Table of Contents
What is the EU-US Privacy Shield?
The Privacy Shield was a legal framework that governed the process of transferring personal data between the European Union and the United States. The laws were meant to ensure adequate protection and safeguards to transfer personal data by adhering to EU data protection requirements outlined in the GDPR.
The EU-US Privacy Shield Framework was joint legislation between the U.S. Department of Commerce, the European Commission, and the Swiss Administration. It strictly outlined how data can be shared transatlantically for commercial purposes between the U.S., EU member states, and Switzerland.

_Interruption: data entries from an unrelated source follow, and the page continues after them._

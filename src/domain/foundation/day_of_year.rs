//! Day-of-year value object.

use chrono::{Datelike, NaiveDate};
use serde::Serialize;
use std::fmt;

/// Ordinal day within the calendar year, 1-based.
///
/// January 1st is day 1 and December 31st is day 365 (366 in leap years).
/// Computed from the local calendar date, so the number a user sees always
/// matches the date on their wall clock.
#[derive(Debug, Clone, Copy, PartialEq, Eq, PartialOrd, Ord, Hash, Serialize)]
#[serde(transparent)]
pub struct DayOfYear(u32);

impl DayOfYear {
    /// Day number for the given calendar date.
    pub fn from_date(date: NaiveDate) -> Self {
        Self(date.ordinal())
    }

    /// Creates a day number from a raw value.
    pub fn new(day: u32) -> Self {
        Self(day)
    }

    /// Returns the raw day number.
    pub fn value(&self) -> u32 {
        self.0
    }
}

impl fmt::Display for DayOfYear {
    fn fmt(&self, f: &mut fmt::Formatter<'_>) -> fmt::Result {
        write!(f, "{}", self.0)
    }
}
//! Static taxonomy nodes.

/// A single cognitive bias (leaf node).
#[derive(Debug, Clone, Copy, PartialEq, Eq)]
pub struct Bias {
    pub name: &'static str,
}

impl Bias {
    /// Creates a bias leaf.
    pub const fn new(name: &'static str) -> Self {
        Self { name }
    }
}

/// Shared mechanism explaining why a cluster of biases occurs.
#[derive(Debug, Clone, Copy, PartialEq, Eq)]
pub struct Rationale {
    pub name: &'static str,
    pub biases: &'static [Bias],
}

/// Top-level grouping, named with a leading ordinal such as `"1. "`.
#[derive(Debug, Clone, Copy, PartialEq, Eq)]
pub struct Category {
    pub name: &'static str,
    pub rationales: &'static [Rationale],
}
//! Domain layer containing business logic and domain types.
//!
//! # Module Organization
//!
//! - `foundation` - Shared domain primitives (day of year, validation errors)
//! - `taxonomy` - The embedded bias tree and its flattened form
//! - `selection` - Deterministic day-indexed pick of one entry
//! - `summary` - Word wrapping and the summary fallback messages
//! - `menu` - Status-bar menu assembly
//!
//! Everything here is pure: no I/O, no clock reads.

pub mod foundation;
pub mod menu;
pub mod selection;
pub mod summary;
pub mod taxonomy;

The Privacy Shield program was negotiated by the Obama Administration and came into effect in 2016, overturning the previous Safe Harbor agreement. However, it only lasted about four years and was struck down by the European Court of Justice in 2020, which ruled that the data protection safeguards and personal data protections under the agreement were not up to European Union standards.
The Seven Privacy Shield Principles
The Privacy Shield Framework addressed the differences in data privacy regulation within the context of commercial activities between European and American legislation. In short, the guidelines only applied to data regarding EU and Swiss citizens being transferred from Europe to the U.S. — not the other way.
That's because laws like the General Data Protection Regulation imposed rigid requirements when transferring personal data within the European Union, but no such federal data protection laws existed in the U.S.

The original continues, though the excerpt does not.